Esclarecido a nosso entendimento sobre danos morais, passamos à questão dos juros.
Pelo viés da ciência da contabilidade, notadamente nos parâmetros da teoria contábil do valor e do princípio da epiqueia contabilista[2], é possível uma indenização para fins de danos morais, em número de salários mínimos. Uma vez que não existe dúvida, o salário mínimo, durante o período de sua vigência, é um parâmetro de preço, com validade e preço real, durante o período em que esteve em vigor. Até porque seu preço, já possui “reajustes periódicos que lhe preservem o poder aquisitivo”, nos termos do inciso IV do art. 7º da CF. Desta forma, uma quantidade de salários mínimos possui equivalência “em reais”, tomando se como referência o valor do salário mínimo em vigor na data em que foi arbitrado pela justiça, a título de condenação por danos morais.
É perfeitamente comum a fixação de uma indenização em valores contemporâneos à decisão judicial, que prestigia a expressão do valor inicial da indenização, em número de salários mínimos. “… o que não se admite é observar o salário-mínimo para efeitos de atualização de qualquer indenização, mas não como expressão do valor inicial da condenação”. [RE 338. 760, Relator o Ministro Sepúlveda Pertence, DJ de 28.6.02]
E por óbvio, o preço do salário mínimo é contemporâneo à época da sua fixação judicial por ser equivalente em reais, tendo como referência o preço do salário mínimo em vigor na data em que foi proferida a condenação.

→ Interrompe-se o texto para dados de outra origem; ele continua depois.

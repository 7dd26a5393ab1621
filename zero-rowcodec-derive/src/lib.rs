use proc_macro::TokenStream;
use quote::{format_ident, quote};
use syn::{Data, DeriveInput, Fields, Meta, parse_macro_input, parse_quote, spanned::Spanned};

/// Derive macro for `FromRow` trait.
///
/// Generates an implementation that matches column names to struct fields and
/// reads each matching column with its field type's `FromColumn` impl.
///
/// # Example
///
/// ```ignore
/// #[derive(FromRow)]
/// struct User {
///     name: String,
///     age: Option<u8>,
/// }
/// ```
///
/// # Strict Mode
///
/// By default, unknown columns are skipped without being decoded. Use
/// `#[from_row(strict)]` to error on unknown columns:
///
/// ```ignore
/// #[derive(FromRow)]
/// #[from_row(strict)]
/// struct User {
///     name: String,
///     age: u8,
/// }
/// ```
#[proc_macro_derive(FromRow, attributes(from_row))]
pub fn derive_from_row(input: TokenStream) -> TokenStream {
    let input = parse_macro_input!(input as DeriveInput);
    match expand(&input) {
        Ok(tokens) => tokens.into(),
        Err(err) => err.to_compile_error().into(),
    }
}

fn expand(input: &DeriveInput) -> syn::Result<proc_macro2::TokenStream> {
    let name = &input.ident;

    // the row lifetime goes in front of the struct's own generics
    let mut impl_generics_src = input.generics.clone();
    impl_generics_src.params.insert(0, parse_quote!('__row));
    let (impl_generics, _, _) = impl_generics_src.split_for_impl();
    let (_, ty_generics, where_clause) = input.generics.split_for_impl();

    let strict = input.attrs.iter().any(|attr| {
        if !attr.path().is_ident("from_row") {
            return false;
        }
        match &attr.meta {
            Meta::List(list) => list.tokens.to_string().contains("strict"),
            _ => false,
        }
    });

    let fields = match &input.data {
        Data::Struct(data) => match &data.fields {
            Fields::Named(fields) => &fields.named,
            other => {
                return Err(syn::Error::new(
                    other.span(),
                    "FromRow only supports structs with named fields",
                ));
            }
        },
        _ => return Err(syn::Error::new(input.span(), "FromRow only supports structs")),
    };

    let mut field_names = Vec::with_capacity(fields.len());
    for field in fields {
        let ident = field
            .ident
            .as_ref()
            .ok_or_else(|| syn::Error::new(field.span(), "FromRow field without a name"))?;
        field_names.push(ident);
    }
    let field_types: Vec<_> = fields.iter().map(|f| &f.ty).collect();
    let field_name_strs: Vec<_> = field_names
        .iter()
        .map(|n| n.to_string().trim_start_matches("r#").to_string())
        .collect();
    let slots: Vec<_> = field_names
        .iter()
        .map(|n| format_ident!("__slot_{}", n))
        .collect();

    let slot_decls = slots.iter().zip(field_types.iter()).map(|(slot, ty)| {
        quote! {
            let mut #slot: ::core::option::Option<#ty> = ::core::option::Option::None;
        }
    });

    let match_arms = slots
        .iter()
        .zip(field_types.iter())
        .zip(field_name_strs.iter())
        .map(|((slot, ty), name_str)| {
            quote! {
                #name_str => {
                    __decoder.position(__i)?;
                    #slot = ::core::option::Option::Some(
                        <#ty as ::zero_rowcodec::row::FromColumn<'__row>>::from_column(__decoder, __col)?,
                    );
                }
            }
        });

    let fallback_arm = if strict {
        quote! {
            __unknown => {
                return ::core::result::Result::Err(
                    ::zero_rowcodec::error::Error::UnknownColumn(__unknown.to_string()),
                );
            }
        }
    } else {
        quote! {
            _ => {}
        }
    };

    let field_inits = field_names
        .iter()
        .zip(slots.iter())
        .zip(field_name_strs.iter())
        .map(|((name, slot), name_str)| {
            quote! {
                #name: #slot.ok_or(::zero_rowcodec::error::Error::MissingColumn(#name_str))?
            }
        });

    Ok(quote! {
        impl #impl_generics ::zero_rowcodec::row::FromRow<'__row> for #name #ty_generics #where_clause {
            fn from_row<__D: ::zero_rowcodec::RowDecoder<'__row> + ?Sized>(
                __decoder: &mut __D,
            ) -> ::zero_rowcodec::error::Result<Self> {
                #(#slot_decls)*

                let __cols = __decoder.columns();
                for (__i, __col) in __cols.iter().enumerate() {
                    match __col.name.as_str() {
                        #(#match_arms)*
                        #fallback_arm
                    }
                }

                ::core::result::Result::Ok(Self {
                    #(#field_inits),*
                })
            }
        }
    })
}
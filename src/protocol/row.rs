use crate::error::{Error, Result};
use crate::protocol::value::NullBitmap;

/// Header byte of a binary row packet
pub const BINARY_ROW_HEADER: u8 = 0x00;

/// A binary row split into its NULL bitmap and the offset of its fields.
#[derive(Debug, Clone, Copy)]
pub struct BinaryRowPayload<'a> {
    pub(crate) null_bitmap: NullBitmap<'a>,
    /// Offset of the first field inside the full row buffer
    pub(crate) values_offset: usize,
}

impl<'a> BinaryRowPayload<'a> {
    /// Frame a row: 1 header byte, `(num_columns + 9) / 8` bitmap bytes, then fields.
    pub fn parse(row: &'a [u8], num_columns: usize) -> Result<Self> {
        let bitmap_len = NullBitmap::result_set_len(num_columns);
        let values_offset = 1 + bitmap_len;
        let (header, rest) = row.split_first().ok_or(Error::UnexpectedEof)?;
        if *header != BINARY_ROW_HEADER {
            return Err(Error::ProtocolCorruption(format!(
                "binary row starts with 0x{:02X}",
                header
            )));
        }
        if rest.len() < bitmap_len {
            return Err(Error::UnexpectedEof);
        }
        Ok(Self {
            null_bitmap: NullBitmap::for_result_set(&rest[..bitmap_len]),
            values_offset,
        })
    }

    pub fn null_bitmap(&self) -> NullBitmap<'a> {
        self.null_bitmap
    }

    pub fn values_offset(&self) -> usize {
        self.values_offset
    }
}

/// A text row: every field is length-prefixed, NULL is the `0xFB` prefix.
#[derive(Debug, Clone, Copy)]
pub struct TextRowPayload<'a>(pub &'a [u8]);

impl<'a> TextRowPayload<'a> {
    pub fn bytes(&self) -> &'a [u8] {
        self.0
    }
}
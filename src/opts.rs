use chrono::FixedOffset;
use smart_default::SmartDefault;

use crate::error::Error;

/// SQL dialect the server speaks for this result set.
#[derive(Debug, Clone, Copy, PartialEq, Eq, Default)]
pub enum Dialect {
    #[default]
    Mysql,
    Oracle,
}

/// What to do with an all-zero date or timestamp (`0000-00-00`).
#[derive(Debug, Clone, Copy, PartialEq, Eq, Default)]
pub enum ZeroDateTimeBehavior {
    /// Fail the accessor
    #[default]
    Exception,
    /// Return NULL
    ConvertToNull,
    /// Substitute `0001-01-01`
    Round,
}

/// Session options read by the decoders.
///
/// ```rs
/// let mut opts = Opts::default();
/// opts.compatible_mysql_version = 8;
///
/// let opts = Opts::try_from("oceanbase://localhost/test?zeroDateTimeBehavior=convertToNull");
/// ```
#[derive(Debug, Clone, SmartDefault)]
pub struct Opts {
    /// Dialect assumed when the caller does not pass one explicitly
    pub mode: Dialect,

    /// `5` selects legacy temporal formatting, `8` the modern rules
    #[default(5)]
    pub compatible_mysql_version: u8,

    /// `8` drops a zero fractional second from Oracle timestamp strings
    #[default(8)]
    pub compatible_ojdbc_version: u8,

    pub zero_date_time_behavior: ZeroDateTimeBehavior,

    #[default(true)]
    pub use_legacy_datetime_code: bool,

    /// Range check the floating point fallback of integer conversions
    #[default(true)]
    pub jdbc_compliant_truncation: bool,

    /// Truncate strings (characters) and byte results; 0 is unlimited
    pub max_field_size: usize,

    #[default(true)]
    pub year_is_date_type: bool,

    /// Report TINYINT(1) as a boolean in dynamically typed values
    #[default(true)]
    pub tiny_int1_is_bit: bool,

    /// Read `''` as 0 from numeric accessors
    #[default(true)]
    pub empty_strings_convert_to_zero: bool,

    /// Oracle `DATE` columns are reported as timestamps
    #[default(true)]
    pub map_date_to_timestamp: bool,

    pub maximize_mysql_compatibility: bool,

    /// Zone of the session, used for values without an explicit offset
    #[default(chrono::Offset::fix(&chrono::Utc))]
    pub session_time_zone: FixedOffset,
}

impl Opts {
    pub fn dialect(&self) -> Dialect {
        self.mode
    }
}

impl TryFrom<&str> for Opts {
    type Error = Error;

    fn try_from(url: &str) -> Result<Self, Self::Error> {
        let parsed = url::Url::parse(url)
            .map_err(|e| Error::BadConfigError(format!("Failed to parse URL: {}", e)))?;

        if parsed.scheme() != "mysql" && parsed.scheme() != "oceanbase" {
            return Err(Error::BadConfigError(format!(
                "Invalid URL scheme '{}', expected 'mysql' or 'oceanbase'",
                parsed.scheme()
            )));
        }

        let mut opts = Self::default();
        for (key, value) in parsed.query_pairs() {
            match key.as_ref() {
                "mode" => {
                    opts.mode = match value.to_ascii_lowercase().as_str() {
                        "oracle" => Dialect::Oracle,
                        "mysql" => Dialect::Mysql,
                        _ => return Err(bad_value(&key, &value)),
                    }
                }
                "compatibleMysqlVersion" => {
                    opts.compatible_mysql_version = value.parse().map_err(|_e| bad_value(&key, &value))?;
                }
                "compatibleOjdbcVersion" => {
                    opts.compatible_ojdbc_version = value.parse().map_err(|_e| bad_value(&key, &value))?;
                }
                "zeroDateTimeBehavior" => {
                    opts.zero_date_time_behavior = match value.as_ref() {
                        "exception" => ZeroDateTimeBehavior::Exception,
                        "convertToNull" => ZeroDateTimeBehavior::ConvertToNull,
                        "round" => ZeroDateTimeBehavior::Round,
                        _ => return Err(bad_value(&key, &value)),
                    }
                }
                "useLegacyDatetimeCode" => opts.use_legacy_datetime_code = parse_bool(&key, &value)?,
                "jdbcCompliantTruncation" => {
                    opts.jdbc_compliant_truncation = parse_bool(&key, &value)?;
                }
                "maxFieldSize" => {
                    opts.max_field_size = value.parse().map_err(|_e| bad_value(&key, &value))?;
                }
                "yearIsDateType" => opts.year_is_date_type = parse_bool(&key, &value)?,
                "tinyInt1isBit" => opts.tiny_int1_is_bit = parse_bool(&key, &value)?,
                "emptyStringsConvertToZero" => {
                    opts.empty_strings_convert_to_zero = parse_bool(&key, &value)?;
                }
                "mapDateToTimestamp" => opts.map_date_to_timestamp = parse_bool(&key, &value)?,
                "maximizeMysqlCompatibility" => {
                    opts.maximize_mysql_compatibility = parse_bool(&key, &value)?;
                }
                "serverTimezone" => {
                    opts.session_time_zone =
                        parse_utc_offset(&value).ok_or_else(|| bad_value(&key, &value))?;
                }
                other => tracing::debug!(option = other, "ignoring unrecognized option"),
            }
        }

        Ok(opts)
    }
}

fn bad_value(key: &str, value: &str) -> Error {
    Error::BadConfigError(format!("Invalid value '{}' for option '{}'", value, key))
}

fn parse_bool(key: &str, value: &str) -> Result<bool, Error> {
    match value.to_ascii_lowercase().as_str() {
        "true" | "1" | "yes" => Ok(true),
        "false" | "0" | "no" => Ok(false),
        _ => Err(bad_value(key, value)),
    }
}

/// Parse `UTC`, `Z`, `GMT`, `+08:00`, `-0530`, `GMT+8` style offsets.
pub(crate) fn parse_utc_offset(s: &str) -> Option<FixedOffset> {
    let s = s.trim();
    let rest = s
        .strip_prefix("UTC")
        .or_else(|| s.strip_prefix("GMT"))
        .unwrap_or(s);
    if rest.is_empty() || rest == "Z" {
        return FixedOffset::east_opt(0);
    }

    let (sign, digits) = match rest.as_bytes().first()? {
        b'+' => (1, rest.get(1..)?),
        b'-' => (-1, rest.get(1..)?),
        // `+` decodes to a space in URL queries
        b'0'..=b'9' => (1, rest),
        _ => return None,
    };
    let (hours, minutes) = match digits.split_once(':') {
        Some((h, m)) => (h.parse::<i32>().ok()?, m.parse::<i32>().ok()?),
        None if digits.len() == 4 => (
            digits.get(..2)?.parse::<i32>().ok()?,
            digits.get(2..)?.parse::<i32>().ok()?,
        ),
        None => (digits.parse::<i32>().ok()?, 0),
    };
    if hours > 18 || minutes > 59 {
        return None;
    }
    FixedOffset::east_opt(sign * (hours * 3600 + minutes * 60))
}
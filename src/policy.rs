use chrono::FixedOffset;

use crate::opts::{Dialect, Opts, ZeroDateTimeBehavior};

/// Dialect and compatibility switches, resolved once from [`Opts`] for a decoder.
#[derive(Debug, Clone, Copy, PartialEq, Eq)]
pub struct FormattingPolicy {
    pub oracle: bool,
    /// MySQL dialect with `compatibleMysqlVersion=8`
    pub mysql8: bool,
    /// MySQL dialect with `compatibleMysqlVersion=5`
    pub mysql5: bool,
    pub ojdbc8: bool,
    pub zero_date: ZeroDateTimeBehavior,
    pub legacy_datetime: bool,
    pub compliant_truncation: bool,
    pub year_is_date: bool,
    pub tiny_int1_is_bit: bool,
    pub empty_string_is_zero: bool,
    pub map_date_to_timestamp: bool,
    pub maximize_mysql_compat: bool,
    pub max_field_size: usize,
    pub session_zone: FixedOffset,
}

impl FormattingPolicy {
    pub fn resolve(opts: &Opts, dialect: Dialect) -> Self {
        let oracle = dialect == Dialect::Oracle;
        Self {
            oracle,
            mysql8: !oracle && opts.compatible_mysql_version == 8,
            mysql5: !oracle && opts.compatible_mysql_version == 5,
            ojdbc8: opts.compatible_ojdbc_version == 8,
            zero_date: opts.zero_date_time_behavior,
            legacy_datetime: opts.use_legacy_datetime_code,
            compliant_truncation: opts.jdbc_compliant_truncation,
            year_is_date: opts.year_is_date_type,
            tiny_int1_is_bit: opts.tiny_int1_is_bit,
            empty_string_is_zero: opts.empty_strings_convert_to_zero,
            map_date_to_timestamp: opts.map_date_to_timestamp,
            maximize_mysql_compat: opts.maximize_mysql_compatibility,
            max_field_size: opts.max_field_size,
            session_zone: opts.session_time_zone,
        }
    }

    /// Length of a string or byte result after applying `maxFieldSize`.
    pub fn field_limit(&self, len: usize) -> usize {
        if self.max_field_size == 0 {
            len
        } else {
            len.min(self.max_field_size)
        }
    }
}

E que eventuais contagens de juros e correções monetárias, são devidos somente após a sua fixação. Logo, por uma questão de “justiça” lógica e equidade contabilística, não se contam da citação, e sim, da sua fixação para se evitar a locupletação sem causa. Isto sem embargos ao “direito” promanado na legislação de 1916, Código Civil, art. 1.536, § 2º: Contam-se os juros da mora, nas obrigações ilíquidas, desde a citação inicial.
Com a devida vênia, para os efeitos de uma análise científica pelo viés da perícia contábil, segue a distinção entre “direito” e “justiça”:
Direito é um conjunto de normas que mostram à sociedade, quais os supostos direitos e quais os supostos deveres de cada um; uma verdade formal.
A justiça é a virtude de dar a cada um aquilo que é seu (concepção de Santo Agostinho e Tomás de Aquino). Logo, a justiça pode ser alcançada por um viés da equidade materializada pela verdade real, obtida pela essência sobre a forma.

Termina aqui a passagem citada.